フィフスグラウンド戦記外伝 黒死蝶3
「そうですねぇ。
強いて言うなら、あのオジサンのナンパしてるのがウザかった事ぐらいでしょうか」
「なるほど、いつも通りって事だな」
「これがいつも通りと言うのも変な話ですけれどね」
ため息を交えつつライトフライが答える。
と、俺とライトフライとの視線を感じ取ったのか、男はさも良い事があったかのようにこちらに歩いてくる。
「これは隊長殿。
いや、にしても今日は良い日ですなぁ」
何処か浮かれた様子で答える男。
名前をディルムッド・バルバトロスと言うが、この本人の女好きとでも言うのか時間があれば女性を口説こうとしている様子から軽率を含めて名前を略してバルと呼ばれている事が多い。
勿論、俺自身も本人を呼ぶ際にはバルと略して呼んでいる。
身長185センチを超え、筋肉質な身体を持ち、ヴューレの操縦よりかは白兵戦を得意とするのではないかとも思える見た目。
黒髪を短く切り揃え、戦闘になれば鋭い眼光を敵に向ける様子は古代の将軍を思わせる。
彼のファンと言う女性に言わせるならば、最初は真面目な印象を与えて、甘い口調で口説き、時折見せる紳士的な態度にメロメロだそうだ。
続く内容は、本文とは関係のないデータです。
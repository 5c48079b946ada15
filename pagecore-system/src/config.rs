//! Typed system configuration
//!
//! Every recognized option, with the same names an operator writes in
//! the config file. Validation happens once at load time; anything that
//! fails to parse refuses startup with a readable message rather than
//! degrading at runtime.

use std::path::PathBuf;

use serde::{Deserialize, Serialize};

use pagecore_fetch::HttpsOptions;

use crate::{Error, Result};

/// Default memcached port.
pub const MEMCACHED_DEFAULT_PORT: u16 = 11211;
/// Default Redis port.
pub const REDIS_DEFAULT_PORT: u16 = 6379;

/// One `host[:port]` endpoint of an external cache cluster.
#[derive(Clone, Debug, PartialEq, Eq)]
pub struct ExternalServerSpec {
    pub host: String,
    pub port: u16,
}

impl ExternalServerSpec {
    /// Parse `host[:port]`, falling back to `default_port`. Ports must
    /// lie in 1..=65535.
    pub fn parse(spec: &str, default_port: u16) -> Result<Self> {
        let spec = spec.trim();
        if spec.is_empty() {
            return Err(Error::InvalidServerSpec {
                spec: spec.to_string(),
                reason: "empty host".to_string(),
            });
        }
        let (host, port) = match spec.rsplit_once(':') {
            Some((host, port_str)) => {
                let port = port_str.parse::<u32>().map_err(|_| Error::InvalidServerSpec {
                    spec: spec.to_string(),
                    reason: format!("port {port_str:?} is not a number"),
                })?;
                if port == 0 || port > u16::MAX as u32 {
                    return Err(Error::InvalidServerSpec {
                        spec: spec.to_string(),
                        reason: format!("port {port} outside 1-65535"),
                    });
                }
                (host, port as u16)
            }
            None => (spec, default_port),
        };
        if host.is_empty() {
            return Err(Error::InvalidServerSpec {
                spec: spec.to_string(),
                reason: "empty host".to_string(),
            });
        }
        Ok(Self {
            host: host.to_string(),
            port,
        })
    }

    /// Parse a comma-separated cluster list.
    pub fn parse_list(specs: &str, default_port: u16) -> Result<Vec<Self>> {
        specs
            .split(',')
            .filter(|s| !s.trim().is_empty())
            .map(|s| Self::parse(s, default_port))
            .collect()
    }
}

impl std::fmt::Display for ExternalServerSpec {
    fn fmt(&self, f: &mut std::fmt::Formatter<'_>) -> std::fmt::Result {
        write!(f, "{}:{}", self.host, self.port)
    }
}

/// All recognized options, with serde defaults matching the shipped
/// defaults.
#[derive(Clone, Debug, Deserialize, Serialize)]
#[serde(default, deny_unknown_fields)]
pub struct SystemConfig {
    // File cache (L4).
    pub file_cache_path: Option<PathBuf>,
    pub file_cache_clean_interval_ms: i64,
    pub file_cache_clean_size_kb: u64,
    pub file_cache_clean_inode_limit: u64,

    // In-process LRU (L1).
    pub lru_cache_kb_per_process: u64,

    // External caches (L3), endpoint parsing only.
    pub memcached_servers: Option<String>,
    pub memcached_threads: u32,
    pub memcached_timeout_us: u64,
    pub redis_server: Option<String>,
    pub redis_reconnection_delay_ms: u64,
    pub redis_timeout_us: u64,

    // Shared memory (L2) and locking.
    pub use_shared_mem_locking: bool,
    pub default_shared_memory_cache_kb: u64,

    // Metadata compression.
    pub compress_metadata_cache: bool,

    // Fetcher.
    pub fetcher_proxy: Option<String>,
    pub https_options: String,
    pub ssl_cert_directory: Option<PathBuf>,
    pub ssl_cert_file: Option<PathBuf>,
    pub rate_limit_background_fetches: bool,

    // In-place recording.
    pub ipro_max_response_bytes: usize,
    pub ipro_max_concurrent_recordings: usize,

    // Expensive-op admission.
    pub popularity_contest_max_inflight_requests: i64,
    pub popularity_contest_max_queue_size: usize,

    // Observability.
    pub slow_file_latency_threshold_us: i64,
    pub statistics_logging_interval_ms: i64,
    pub statistics_logging_max_file_size_kb: u64,
}

impl Default for SystemConfig {
    fn default() -> Self {
        Self {
            file_cache_path: None,
            file_cache_clean_interval_ms: 3_600_000,
            file_cache_clean_size_kb: 100 * 1024,
            file_cache_clean_inode_limit: 50_000,
            lru_cache_kb_per_process: 1024,
            memcached_servers: None,
            memcached_threads: 1,
            memcached_timeout_us: 50_000,
            redis_server: None,
            redis_reconnection_delay_ms: 100,
            redis_timeout_us: 50_000,
            use_shared_mem_locking: false,
            default_shared_memory_cache_kb: 0,
            compress_metadata_cache: false,
            fetcher_proxy: None,
            https_options: "enable".to_string(),
            ssl_cert_directory: None,
            ssl_cert_file: None,
            rate_limit_background_fetches: false,
            ipro_max_response_bytes: pagecore_fetch::recorder::DEFAULT_MAX_RESPONSE_BYTES,
            ipro_max_concurrent_recordings:
                pagecore_fetch::recorder::DEFAULT_MAX_CONCURRENT_RECORDINGS,
            popularity_contest_max_inflight_requests: -1,
            popularity_contest_max_queue_size: 500,
            slow_file_latency_threshold_us:
                pagecore_cache::file::DEFAULT_SLOW_FILE_LATENCY_THRESHOLD_US,
            statistics_logging_interval_ms: 3_600_000,
            statistics_logging_max_file_size_kb: 1024,
        }
    }
}

/// Options that only exist in parsed form.
#[derive(Clone, Debug)]
pub struct ValidatedConfig {
    pub https: HttpsOptions,
    pub memcached: Vec<ExternalServerSpec>,
    pub redis: Option<ExternalServerSpec>,
}

impl SystemConfig {
    /// Load and validate a JSON config file.
    pub fn from_json_file(path: impl AsRef<std::path::Path>) -> Result<(Self, ValidatedConfig)> {
        let raw = std::fs::read_to_string(path)?;
        let config: SystemConfig = serde_json::from_str(&raw)?;
        let validated = config.validate()?;
        Ok((config, validated))
    }

    /// Parse every derived option; the first failure aborts startup.
    pub fn validate(&self) -> Result<ValidatedConfig> {
        let https = HttpsOptions::parse_directive(&self.https_options)?;
        let memcached = match &self.memcached_servers {
            Some(specs) => ExternalServerSpec::parse_list(specs, MEMCACHED_DEFAULT_PORT)?,
            None => Vec::new(),
        };
        let redis = match &self.redis_server {
            Some(spec) => Some(ExternalServerSpec::parse(spec, REDIS_DEFAULT_PORT)?),
            None => None,
        };
        Ok(ValidatedConfig {
            https,
            memcached,
            redis,
        })
    }
}

#[cfg(test)]
mod tests {
    use super::*;
    use pretty_assertions::assert_eq;

    #[test]
    fn test_spec_with_explicit_port() {
        let spec = ExternalServerSpec::parse("cache1.example.com:12345", MEMCACHED_DEFAULT_PORT)
            .unwrap();
        assert_eq!(spec.host, "cache1.example.com");
        assert_eq!(spec.port, 12345);
    }

    #[test]
    fn test_spec_defaults_per_backend() {
        let m = ExternalServerSpec::parse("mc.local", MEMCACHED_DEFAULT_PORT).unwrap();
        assert_eq!(m.port, 11211);
        let r = ExternalServerSpec::parse("redis.local", REDIS_DEFAULT_PORT).unwrap();
        assert_eq!(r.port, 6379);
    }

    #[test]
    fn test_spec_rejects_bad_ports() {
        for bad in ["h:0", "h:65536", "h:abc", "h:"] {
            assert!(
                ExternalServerSpec::parse(bad, MEMCACHED_DEFAULT_PORT).is_err(),
                "accepted {bad:?}"
            );
        }
    }

    #[test]
    fn test_spec_rejects_empty_host() {
        assert!(ExternalServerSpec::parse("", MEMCACHED_DEFAULT_PORT).is_err());
        assert!(ExternalServerSpec::parse(":11211", MEMCACHED_DEFAULT_PORT).is_err());
    }

    #[test]
    fn test_cluster_list() {
        let list =
            ExternalServerSpec::parse_list("a:1000, b, c:2000", MEMCACHED_DEFAULT_PORT).unwrap();
        assert_eq!(list.len(), 3);
        assert_eq!(list[0].to_string(), "a:1000");
        assert_eq!(list[1].to_string(), "b:11211");
        assert_eq!(list[2].to_string(), "c:2000");
    }

    #[test]
    fn test_defaults_validate() {
        let config = SystemConfig::default();
        let validated = config.validate().unwrap();
        assert!(validated.https.enable);
        assert!(validated.memcached.is_empty());
        assert!(validated.redis.is_none());
    }

    #[test]
    fn test_bad_https_directive_refuses_startup() {
        let config = SystemConfig {
            https_options: "enable,allow_everything".to_string(),
            ..Default::default()
        };
        assert!(config.validate().is_err());
    }

    #[test]
    fn test_json_roundtrip() {
        let config = SystemConfig {
            lru_cache_kb_per_process: 2048,
            memcached_servers: Some("mc1,mc2:2222".to_string()),
            ..Default::default()
        };
        let json = serde_json::to_string(&config).unwrap();
        let back: SystemConfig = serde_json::from_str(&json).unwrap();
        assert_eq!(back.lru_cache_kb_per_process, 2048);
        assert_eq!(back.validate().unwrap().memcached.len(), 2);
    }

    #[test]
    fn test_unknown_option_is_rejected() {
        let err = serde_json::from_str::<SystemConfig>(r#"{"no_such_option": 1}"#);
        assert!(err.is_err());
    }

    #[test]
    fn test_from_json_file() {
        let dir = tempfile::TempDir::new().unwrap();
        let path = dir.path().join("pagecore.json");
        std::fs::write(
            &path,
            r#"{"file_cache_path": "/var/cache/pagecore", "redis_server": "r1:7000"}"#,
        )
        .unwrap();
        let (config, validated) = SystemConfig::from_json_file(&path).unwrap();
        assert_eq!(
            config.file_cache_path.as_deref(),
            Some(std::path::Path::new("/var/cache/pagecore"))
        );
        assert_eq!(validated.redis.unwrap().port, 7000);
    }
}
//! Error types for the pagecore-cache crate

use thiserror::Error;

/// Result type for pagecore-cache operations
pub type Result<T> = std::result::Result<T, Error>;

/// Error types for cache operations
#[derive(Debug, Error)]
pub enum Error {
    /// IO error occurred
    #[error("IO error: {0}")]
    Io(#[from] std::io::Error),

    /// Base primitive error
    #[error("Base error: {0}")]
    Base(#[from] pagecore_base::Error),

    /// An HTTP value buffer failed structural validation
    #[error("Malformed HTTP value: {0}")]
    MalformedValue(String),

    /// Headers were installed twice on the same HTTP value
    #[error("Headers already set on HTTP value")]
    HeadersAlreadySet,

    /// A region grew past the 32-bit length prefix
    #[error("HTTP value region exceeds 4 GiB limit")]
    RegionTooLarge,

    /// A cohort write was attempted on a page never read
    #[error("Cohort {0} written without a prior page read")]
    PageNotRead(String),

    /// A cohort name was not registered with the property cache
    #[error("Unknown cohort: {0}")]
    UnknownCohort(String),

    /// A compressed payload failed to decompress
    #[error("Corrupt compressed payload: {0}")]
    CorruptPayload(String),
}
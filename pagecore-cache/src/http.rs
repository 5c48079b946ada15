//! HTTP caching semantics over the abstract backend
//!
//! Adds freshness evaluation, negative caching, and optional body
//! compression on top of any [`CacheBackend`]. Internal bookkeeping
//! travels in `X-Pagecore-*` headers on the stored copy and is stripped
//! before a hit is returned, so callers see the origin headers
//! unchanged.

use std::sync::Arc;

use tracing::{debug, trace};

use pagecore_base::stats::{Statistics, StatisticsBuilder, Variable};
use pagecore_base::timer::SharedTimer;

use crate::compress;
use crate::headers::{CachePolicy, DEFAULT_IMPLICIT_CACHE_TTL_MS, ResponseHeaders};
use crate::interface::CacheBackend;
use crate::value::HttpValue;

/// Internal header carrying the absolute expiration in microseconds.
const EXPIRES_US_HEADER: &str = "X-Pagecore-Expires-Us";
/// Internal header marking a gzip-compressed body.
const GZIP_HEADER: &str = "X-Pagecore-Gzip";
/// Internal header marking a negative-cache sentinel.
const SENTINEL_HEADER: &str = "X-Pagecore-Sentinel";

const SENTINEL_NOT_CACHEABLE: &str = "not-cacheable";
const SENTINEL_FETCH_FAILED: &str = "fetch-failed";

/// Default TTL for "remember not cacheable" sentinels.
pub const DEFAULT_REMEMBER_NOT_CACHEABLE_TTL_MS: i64 = 5 * 60 * 1000;
/// Default TTL for "remember fetch failed" sentinels.
pub const DEFAULT_REMEMBER_FETCH_FAILED_TTL_MS: i64 = 5 * 60 * 1000;

/// Outcome of an HTTP cache lookup.
#[derive(Debug)]
pub enum HttpCacheResult {
    /// Fresh hit; headers are the origin headers, body is decompressed.
    Found {
        headers: ResponseHeaders,
        body: pagecore_base::SharedBuffer,
    },
    /// Absent, expired, or undecodable.
    NotFound,
    /// A recent origin fetch failed; do not re-fetch until the sentinel
    /// expires.
    RecentFetchFailed,
    /// The resource was recently found uncacheable.
    RecentNotCacheable,
}

impl HttpCacheResult {
    pub fn is_found(&self) -> bool {
        matches!(self, HttpCacheResult::Found { .. })
    }
}

struct HttpCacheStats {
    hits: Variable,
    misses: Variable,
    inserts: Variable,
    expirations: Variable,
    not_cacheable: Variable,
    recent_fetch_failures: Variable,
}

/// HTTP-aware cache over an abstract backend.
pub struct HttpCache {
    backend: Arc<dyn CacheBackend>,
    timer: SharedTimer,
    stats: HttpCacheStats,
    implicit_ttl_ms: i64,
    remember_not_cacheable_ttl_ms: i64,
    remember_fetch_failed_ttl_ms: i64,
    /// Compress bodies at least this large; `None` disables.
    min_compress_bytes: Option<usize>,
}

impl HttpCache {
    /// Register this component's counters; root and children must call
    /// this with the same builder sequence.
    pub fn register_stats(builder: StatisticsBuilder) -> StatisticsBuilder {
        builder
            .add_variable("http_cache_hits")
            .add_variable("http_cache_misses")
            .add_variable("http_cache_inserts")
            .add_variable("http_cache_expirations")
            .add_variable("http_cache_not_cacheable")
            .add_variable("http_cache_recent_fetch_failures")
    }

    pub fn new(backend: Arc<dyn CacheBackend>, timer: SharedTimer, stats: &Statistics) -> Self {
        Self {
            backend,
            timer,
            stats: HttpCacheStats {
                hits: stats.find_variable("http_cache_hits"),
                misses: stats.find_variable("http_cache_misses"),
                inserts: stats.find_variable("http_cache_inserts"),
                expirations: stats.find_variable("http_cache_expirations"),
                not_cacheable: stats.find_variable("http_cache_not_cacheable"),
                recent_fetch_failures: stats.find_variable("http_cache_recent_fetch_failures"),
            },
            implicit_ttl_ms: DEFAULT_IMPLICIT_CACHE_TTL_MS,
            remember_not_cacheable_ttl_ms: DEFAULT_REMEMBER_NOT_CACHEABLE_TTL_MS,
            remember_fetch_failed_ttl_ms: DEFAULT_REMEMBER_FETCH_FAILED_TTL_MS,
            min_compress_bytes: None,
        }
    }

    pub fn set_implicit_ttl_ms(&mut self, ttl_ms: i64) {
        self.implicit_ttl_ms = ttl_ms;
    }

    pub fn set_remember_not_cacheable_ttl_ms(&mut self, ttl_ms: i64) {
        self.remember_not_cacheable_ttl_ms = ttl_ms;
    }

    pub fn set_remember_fetch_failed_ttl_ms(&mut self, ttl_ms: i64) {
        self.remember_fetch_failed_ttl_ms = ttl_ms;
    }

    /// Enable compression of bodies at least `min_bytes` long.
    pub fn set_compression(&mut self, min_bytes: Option<usize>) {
        self.min_compress_bytes = min_bytes;
    }

    /// Insert a response if its headers permit caching; uncacheable
    /// responses are silently dropped.
    pub async fn put(&self, key: &str, headers: &ResponseHeaders, body: &[u8]) {
        let now_us = self.timer.now_us();
        let policy = CachePolicy::from_headers(headers, now_us, self.implicit_ttl_ms);
        if !policy.cacheable {
            trace!("Dropping uncacheable put for {key}");
            self.stats.not_cacheable.add(1);
            return;
        }

        let mut stored_headers = headers.clone();
        stored_headers.replace(EXPIRES_US_HEADER, policy.expiration_us.to_string());

        let mut stored_body = body;
        let compressed;
        if let Some(min) = self.min_compress_bytes {
            if let Some(out) = compress::maybe_compress(body, min) {
                compressed = out;
                stored_body = &compressed;
                stored_headers.replace(GZIP_HEADER, "1");
            }
        }

        let mut value = HttpValue::new();
        if value.set_headers(&stored_headers).is_err() || value.write(stored_body).is_err() {
            // Regions past the u32 prefix cannot be represented; treat
            // like an uncacheable response.
            debug!("Dropping oversized put for {key}");
            self.stats.not_cacheable.add(1);
            return;
        }
        self.backend.put(key, value.share()).await;
        self.stats.inserts.add(1);
    }

    /// Look up a response, re-evaluating freshness at the current
    /// wall-clock time.
    pub async fn get(&self, key: &str) -> HttpCacheResult {
        let lookup = self.backend.get(key).await;
        if !lookup.is_found() {
            self.stats.misses.add(1);
            return HttpCacheResult::NotFound;
        }

        let mut value = HttpValue::new();
        if !value.link(&lookup.value) {
            // Decode failure collapses to a miss; the bad entry is left
            // for replacement, not rewritten.
            debug!("Undecodable cache entry for {key}");
            self.stats.misses.add(1);
            return HttpCacheResult::NotFound;
        }
        let Ok(mut headers) = value.extract_headers() else {
            self.stats.misses.add(1);
            return HttpCacheResult::NotFound;
        };

        let now_us = self.timer.now_us();
        let expires_us = headers
            .lookup_first(EXPIRES_US_HEADER)
            .and_then(|v| v.parse::<i64>().ok())
            .unwrap_or(0);

        if let Some(kind) = headers.lookup_first(SENTINEL_HEADER).map(str::to_string) {
            if now_us >= expires_us {
                self.stats.misses.add(1);
                return HttpCacheResult::NotFound;
            }
            return match kind.as_str() {
                SENTINEL_FETCH_FAILED => {
                    self.stats.recent_fetch_failures.add(1);
                    HttpCacheResult::RecentFetchFailed
                }
                _ => {
                    self.stats.not_cacheable.add(1);
                    HttpCacheResult::RecentNotCacheable
                }
            };
        }

        if now_us >= expires_us {
            trace!("Expired cache entry for {key}");
            self.stats.expirations.add(1);
            self.stats.misses.add(1);
            return HttpCacheResult::NotFound;
        }

        let Ok(raw_body) = value.extract_contents() else {
            self.stats.misses.add(1);
            return HttpCacheResult::NotFound;
        };
        let body = if headers.lookup_first(GZIP_HEADER).is_some() {
            match compress::decompress(raw_body.as_slice()) {
                Ok(inflated) => pagecore_base::SharedBuffer::from(inflated),
                Err(_) => {
                    self.stats.misses.add(1);
                    return HttpCacheResult::NotFound;
                }
            }
        } else {
            raw_body
        };

        headers.remove_all(EXPIRES_US_HEADER);
        headers.remove_all(GZIP_HEADER);
        self.stats.hits.add(1);
        HttpCacheResult::Found { headers, body }
    }

    /// Record that `key` is not cacheable so retries stay bounded.
    pub async fn remember_not_cacheable(&self, key: &str) {
        self.put_sentinel(key, SENTINEL_NOT_CACHEABLE, self.remember_not_cacheable_ttl_ms)
            .await;
    }

    /// Record that an origin fetch for `key` failed.
    pub async fn remember_fetch_failed(&self, key: &str) {
        self.put_sentinel(key, SENTINEL_FETCH_FAILED, self.remember_fetch_failed_ttl_ms)
            .await;
    }

    async fn put_sentinel(&self, key: &str, kind: &str, ttl_ms: i64) {
        let expires_us = self.timer.now_us() + ttl_ms * 1000;
        let mut headers = ResponseHeaders::new(204, "No Content");
        headers.add(SENTINEL_HEADER, kind);
        headers.add(EXPIRES_US_HEADER, expires_us.to_string());
        let mut value = HttpValue::new();
        if value.set_headers(&headers).is_ok() && value.write(b"").is_ok() {
            self.backend.put(key, value.share()).await;
        }
    }

    pub async fn delete(&self, key: &str) {
        self.backend.delete(key).await;
    }

    pub fn backend(&self) -> &Arc<dyn CacheBackend> {
        &self.backend
    }
}

#[cfg(test)]
mod tests {
    use super::*;
    use crate::interface::InMemoryCache;
    use pagecore_base::timer::MockTimer;
    use pagecore_base::{SharedBuffer, Statistics};

    const T0_US: i64 = 1_600_000_000_000_000;

    struct Fixture {
        cache: HttpCache,
        timer: Arc<MockTimer>,
        stats: Statistics,
    }

    fn fixture() -> Fixture {
        let stats = HttpCache::register_stats(Statistics::builder()).local();
        let timer = Arc::new(MockTimer::new(T0_US));
        let backend = Arc::new(InMemoryCache::new("mem"));
        let cache = HttpCache::new(backend, timer.clone(), &stats);
        Fixture { cache, timer, stats }
    }

    fn cacheable_headers() -> ResponseHeaders {
        let mut h = ResponseHeaders::new(200, "OK");
        h.add("Cache-Control", "max-age=300");
        h.add("Content-Type", "text/html");
        h
    }

    fn counter(stats: &Statistics, name: &str) -> i64 {
        stats.find_variable(name).get()
    }

    #[tokio::test]
    async fn test_fresh_insert_fresh_read() {
        let f = fixture();
        f.cache.put("k1", &cacheable_headers(), b"hello").await;
        f.timer.advance_us(100 * 1_000_000);

        match f.cache.get("k1").await {
            HttpCacheResult::Found { headers, body } => {
                assert_eq!(body.as_slice(), b"hello");
                assert_eq!(headers, cacheable_headers());
            }
            other => panic!("expected hit, got {other:?}"),
        }
        assert_eq!(counter(&f.stats, "http_cache_hits"), 1);
        assert_eq!(counter(&f.stats, "http_cache_misses"), 0);
    }

    #[tokio::test]
    async fn test_expiry() {
        let f = fixture();
        f.cache.put("k1", &cacheable_headers(), b"hello").await;
        f.timer.advance_us(301 * 1_000_000);

        assert!(!f.cache.get("k1").await.is_found());
        assert_eq!(counter(&f.stats, "http_cache_hits"), 0);
        assert_eq!(counter(&f.stats, "http_cache_misses"), 1);
        assert_eq!(counter(&f.stats, "http_cache_expirations"), 1);
    }

    #[tokio::test]
    async fn test_remember_not_cacheable() {
        let f = fixture();
        f.cache.remember_not_cacheable("k2").await;
        assert!(matches!(
            f.cache.get("k2").await,
            HttpCacheResult::RecentNotCacheable
        ));
        f.timer.advance_us(301 * 1_000_000);
        assert!(matches!(f.cache.get("k2").await, HttpCacheResult::NotFound));
    }

    #[tokio::test]
    async fn test_remember_fetch_failed() {
        let f = fixture();
        f.cache.remember_fetch_failed("k3").await;
        assert!(matches!(
            f.cache.get("k3").await,
            HttpCacheResult::RecentFetchFailed
        ));
        assert_eq!(counter(&f.stats, "http_cache_recent_fetch_failures"), 1);
    }

    #[tokio::test]
    async fn test_uncacheable_put_is_dropped() {
        let f = fixture();
        let mut headers = ResponseHeaders::new(200, "OK");
        headers.add("Cache-Control", "no-store");
        f.cache.put("k", &headers, b"secret").await;
        assert!(!f.cache.get("k").await.is_found());
        assert_eq!(counter(&f.stats, "http_cache_inserts"), 0);
        assert_eq!(counter(&f.stats, "http_cache_not_cacheable"), 1);
    }

    #[tokio::test]
    async fn test_corrupt_entry_is_a_miss() {
        let f = fixture();
        f.cache
            .backend()
            .put("bad", SharedBuffer::from_bytes(b"not an http value"))
            .await;
        assert!(!f.cache.get("bad").await.is_found());
        assert_eq!(counter(&f.stats, "http_cache_misses"), 1);
    }

    #[tokio::test]
    async fn test_compressed_roundtrip() {
        let mut f = fixture();
        f.cache.set_compression(Some(64));
        let body = vec![b'x'; 8192];
        f.cache.put("big", &cacheable_headers(), &body).await;

        match f.cache.get("big").await {
            HttpCacheResult::Found { headers, body: got } => {
                assert_eq!(got.as_slice(), &body[..]);
                // Internal markers must not leak.
                assert!(headers.lookup_first("X-Pagecore-Gzip").is_none());
            }
            other => panic!("expected hit, got {other:?}"),
        }
    }
}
と、素早く俺のすぐ横にいるテルシアを見るなり、口を開く。
「テルシア嬢も、今日も一段と美しいですな。
特にその……。」
と、バルの視線の先。
小脇にヘルメットを抱えたテルシアの胸元を見やる。
テルシアの形の良い眉が僅かに歪んで、俺の視線に気が付いたのか。
空色の瞳の奥に一瞬殺意めいた青い炎を迸らせ、しかし瞬時に彼女は綺麗な笑みを浮かべるといつもの感情の込められていないような口調で言う。
「その、の続きが気になりますが……。
その先の単語を言った際には勿論、分かっていると思いますけれど、あなたがたの両脚の付け根にある操縦桿を切り落とさせて頂きますから、覚悟して下さいね」
いや、いつもの口調に比べると悪意と憎しみが込められている気がしつつ、俺は視線を戻した。
バルも同様に、テルシアならやりかねん、と悟ったのか大きく咳払いをする。
「さてと、自分も機体の整備でもしようかな。
うん、そうしよう。そうしよう」
「ってバルさん。
さっき整備が終わったって言っていませんでしたか?」
と、ライトフライの言葉に苦笑を浮かべつつ、バルは逃げる様に通路へと歩いて行った。